use axum::{
    Router,
    body::Body,
    http::{Request, StatusCode, header},
};
use http_body_util::BodyExt;
use std::sync::Arc;
use tower::ServiceExt;
use tunebuddy::api::AppState;
use tunebuddy::config::Config;
use tunebuddy::db::NewLookup;
use tunebuddy::services::{SearchError, TrackHit, TrackSearch};

/// Canned Musixmatch ordering for "save your tears", mirroring what the live
/// endpoint returns for that query.
fn fixture_hits() -> Vec<TrackHit> {
    fn hit(name: &str, artist: &str, genres: &[&str]) -> TrackHit {
        TrackHit {
            name: name.to_string(),
            artist: artist.to_string(),
            genres: genres.iter().map(|g| (*g).to_string()).collect(),
        }
    }

    vec![
        hit(
            "Calling (Spider-Man: Across the Spider-Verse) (Metro Boomin & Swae Lee, NAV, feat. A Boogie Wit da Hoodie)",
            "Metro Boomin feat. Swae Lee, NAV & A Boogie Wit da Hoodie",
            &["Hip Hop/Rap"],
        ),
        hit("Here With Me", "d4vd", &["Alternative"]),
        hit(
            "Save Your Tears (with Ariana Grande) (Remix)",
            "The Weeknd feat. Ariana Grande",
            &["Pop"],
        ),
        hit("Save Your Tears", "The Weeknd", &["Pop", "Electronic"]),
    ]
}

struct StubSearch {
    hits: Vec<TrackHit>,
}

#[async_trait::async_trait]
impl TrackSearch for StubSearch {
    async fn search_by_lyrics(&self, _lyrics: &str) -> Result<Vec<TrackHit>, SearchError> {
        Ok(self.hits.clone())
    }
}

async fn spawn_app() -> (Router, Arc<AppState>) {
    let mut config = Config::default();
    config.general.database_path = "sqlite::memory:".to_string();
    // A single pooled connection keeps every query on the same in-memory db.
    config.general.max_db_connections = 1;
    config.general.min_db_connections = 1;

    let state = tunebuddy::api::create_app_state_with_search(
        config,
        Arc::new(StubSearch {
            hits: fixture_hits(),
        }),
    )
    .await
    .expect("Failed to create app state");

    (tunebuddy::api::router(state.clone()).await, state)
}

async fn body_text(response: axum::response::Response) -> String {
    let bytes = response.into_body().collect().await.unwrap().to_bytes();
    String::from_utf8(bytes.to_vec()).unwrap()
}

fn form_post(body: &'static str) -> Request<Body> {
    Request::builder()
        .method("POST")
        .uri("/")
        .header(
            header::CONTENT_TYPE,
            "application/x-www-form-urlencoded",
        )
        .body(Body::from(body))
        .unwrap()
}

#[tokio::test]
async fn test_home_page_renders_form() {
    let (app, _state) = spawn_app().await;

    let response = app
        .oneshot(Request::builder().uri("/").body(Body::empty()).unwrap())
        .await
        .unwrap();

    assert_eq!(response.status(), StatusCode::OK);

    let body = body_text(response).await;
    assert!(body.contains("<title>Home</title>"));
    assert!(body.contains("Find My Tune!"));
}

#[tokio::test]
async fn test_submit_without_filters_returns_top_three() {
    let (app, state) = spawn_app().await;

    let response = app
        .oneshot(form_post("lyrics=save+your+tears"))
        .await
        .unwrap();

    assert_eq!(response.status(), StatusCode::OK);

    let body = body_text(response).await;
    assert!(body.contains(
        "Save Your Tears (with Ariana Grande) (Remix) By: The Weeknd feat. Ariana Grande"
    ));
    assert!(body.contains("Here With Me By: d4vd"));

    let records = state.store().list_lookups().await.unwrap();
    assert_eq!(records.len(), 1);
    assert_eq!(records[0].lyrics, "save your tears");
    assert_eq!(records[0].artist_name, "");
    assert_eq!(
        records[0].first_possible_song,
        "Calling (Spider-Man: Across the Spider-Verse) (Metro Boomin & Swae Lee, NAV, feat. A Boogie Wit da Hoodie) By: Metro Boomin feat. Swae Lee, NAV & A Boogie Wit da Hoodie"
    );
    assert_eq!(
        records[0].third_possible_song,
        "Save Your Tears (with Ariana Grande) (Remix) By: The Weeknd feat. Ariana Grande"
    );
}

#[tokio::test]
async fn test_submit_with_artist_filter_narrows_to_one_slot() {
    let (app, state) = spawn_app().await;

    let response = app
        .oneshot(form_post("lyrics=save+your+tears&artist_name=The+Weeknd"))
        .await
        .unwrap();

    assert_eq!(response.status(), StatusCode::OK);

    let body = body_text(response).await;
    assert!(body.contains("Save Your Tears By: The Weeknd"));

    let records = state.store().list_lookups().await.unwrap();
    assert_eq!(records.len(), 1);
    assert_eq!(records[0].artist_name, "The Weeknd");
    assert_eq!(records[0].first_possible_song, "Save Your Tears By: The Weeknd");
    assert_eq!(records[0].second_possible_song, "None");
    assert_eq!(records[0].third_possible_song, "None");
}

#[tokio::test]
async fn test_submit_with_unknown_artist_stores_all_sentinels() {
    let (app, state) = spawn_app().await;

    let response = app
        .oneshot(form_post("lyrics=save+your+tears&artist_name=Does+not+exist"))
        .await
        .unwrap();

    assert_eq!(response.status(), StatusCode::OK);

    let records = state.store().list_lookups().await.unwrap();
    assert_eq!(records[0].first_possible_song, "None");
    assert_eq!(records[0].second_possible_song, "None");
    assert_eq!(records[0].third_possible_song, "None");
}

#[tokio::test]
async fn test_submit_invalid_lyrics_rejected_without_persisting() {
    let (app, state) = spawn_app().await;

    let response = app.oneshot(form_post("lyrics=ab")).await.unwrap();

    assert_eq!(response.status(), StatusCode::UNPROCESSABLE_ENTITY);

    let body = body_text(response).await;
    assert!(body.contains("Lyrics must be between 3 and 150 characters"));

    assert_eq!(state.store().count_lookups().await.unwrap(), 0);
}

#[tokio::test]
async fn test_submit_overlong_filter_rejected_without_persisting() {
    let (app, state) = spawn_app().await;

    let long_artist = "a".repeat(51);
    let body = format!("lyrics=save+your+tears&artist_name={}", long_artist);

    let response = app
        .oneshot(
            Request::builder()
                .method("POST")
                .uri("/")
                .header(header::CONTENT_TYPE, "application/x-www-form-urlencoded")
                .body(Body::from(body))
                .unwrap(),
        )
        .await
        .unwrap();

    assert_eq!(response.status(), StatusCode::UNPROCESSABLE_ENTITY);
    assert_eq!(state.store().count_lookups().await.unwrap(), 0);
}

#[tokio::test]
async fn test_repeated_submission_creates_separate_rows() {
    let (app, state) = spawn_app().await;

    for _ in 0..2 {
        let response = app
            .clone()
            .oneshot(form_post("lyrics=save+your+tears"))
            .await
            .unwrap();
        assert_eq!(response.status(), StatusCode::OK);
    }

    assert_eq!(state.store().count_lookups().await.unwrap(), 2);
}

#[tokio::test]
async fn test_database_page_lists_stored_records() {
    let (app, state) = spawn_app().await;

    let first = [
        "Song 1".to_string(),
        "Song 2".to_string(),
        "Song 3".to_string(),
    ];
    let second = [
        "Song A".to_string(),
        "Song B".to_string(),
        "Song C".to_string(),
    ];

    state
        .store()
        .add_lookup(NewLookup {
            lyrics: "Hey there this is a test",
            artist_name: "Artist 1",
            genre: "Pop",
            candidates: &first,
        })
        .await
        .unwrap();
    state
        .store()
        .add_lookup(NewLookup {
            lyrics: "Hey there this is another test",
            artist_name: "Artist 2",
            genre: "Rock",
            candidates: &second,
        })
        .await
        .unwrap();

    let response = app
        .oneshot(Request::builder().uri("/db").body(Body::empty()).unwrap())
        .await
        .unwrap();

    assert_eq!(response.status(), StatusCode::OK);

    let body = body_text(response).await;
    assert!(body.contains("<title>Database</title>"));
    assert!(body.contains("Hey there this is a test"));
    assert!(body.contains("Song 1"));
    assert!(body.contains("Song 2"));
    assert!(body.contains("Song 3"));
    assert!(body.contains("Hey there this is another test"));
    assert!(body.contains("Song A"));
    assert!(body.contains("Song B"));
    assert!(body.contains("Song C"));
}

#[tokio::test]
async fn test_api_lookups_returns_records_as_json() {
    let (app, state) = spawn_app().await;

    let candidates = [
        "Save Your Tears By: The Weeknd".to_string(),
        "None".to_string(),
        "None".to_string(),
    ];
    state
        .store()
        .add_lookup(NewLookup {
            lyrics: "save your tears",
            artist_name: "The Weeknd",
            genre: "",
            candidates: &candidates,
        })
        .await
        .unwrap();

    let response = app
        .oneshot(
            Request::builder()
                .uri("/api/lookups")
                .body(Body::empty())
                .unwrap(),
        )
        .await
        .unwrap();

    assert_eq!(response.status(), StatusCode::OK);

    let bytes = response.into_body().collect().await.unwrap().to_bytes();
    let body_json: serde_json::Value = serde_json::from_slice(&bytes).unwrap();

    assert_eq!(body_json["success"], true);
    assert_eq!(body_json["data"].as_array().unwrap().len(), 1);
    assert_eq!(body_json["data"][0]["lyrics"], "save your tears");
    assert_eq!(
        body_json["data"][0]["first_possible_song"],
        "Save Your Tears By: The Weeknd"
    );
    assert_eq!(body_json["data"][0]["second_possible_song"], "None");
}

#[tokio::test]
async fn test_api_lookups_rejects_bad_limit() {
    let (app, _state) = spawn_app().await;

    let response = app
        .oneshot(
            Request::builder()
                .uri("/api/lookups?limit=0")
                .body(Body::empty())
                .unwrap(),
        )
        .await
        .unwrap();

    assert_eq!(response.status(), StatusCode::BAD_REQUEST);
}

#[tokio::test]
async fn test_api_status_reports_lookup_count() {
    let (app, state) = spawn_app().await;

    let candidates = ["None".to_string(), "None".to_string(), "None".to_string()];
    state
        .store()
        .add_lookup(NewLookup {
            lyrics: "do re mi",
            artist_name: "",
            genre: "",
            candidates: &candidates,
        })
        .await
        .unwrap();

    let response = app
        .oneshot(
            Request::builder()
                .uri("/api/status")
                .body(Body::empty())
                .unwrap(),
        )
        .await
        .unwrap();

    assert_eq!(response.status(), StatusCode::OK);

    let bytes = response.into_body().collect().await.unwrap().to_bytes();
    let body_json: serde_json::Value = serde_json::from_slice(&bytes).unwrap();

    assert_eq!(body_json["success"], true);
    assert_eq!(body_json["data"]["total_lookups"], 1);
    assert!(body_json["data"]["version"].is_string());
}

#[tokio::test]
async fn test_clear_lookups_empties_store() {
    let (app, state) = spawn_app().await;

    for _ in 0..2 {
        let response = app
            .clone()
            .oneshot(form_post("lyrics=save+your+tears"))
            .await
            .unwrap();
        assert_eq!(response.status(), StatusCode::OK);
    }

    assert_eq!(state.store().count_lookups().await.unwrap(), 2);
    assert_eq!(state.store().clear_lookups().await.unwrap(), 2);
    assert_eq!(state.store().count_lookups().await.unwrap(), 0);
}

*WHAT IS EXPECTED:*
Write down every line of the data above that includes the string "Ariana".

*SOLUTION:*
            "Save Your Tears (with Ariana Grande) (Remix)",
            "The Weeknd feat. Ariana Grande",
        "Save Your Tears (with Ariana Grande) (Remix) By: The Weeknd feat. Ariana Grande"
        "Save Your Tears (with Ariana Grande) (Remix) By: The Weeknd feat. Ariana Grande"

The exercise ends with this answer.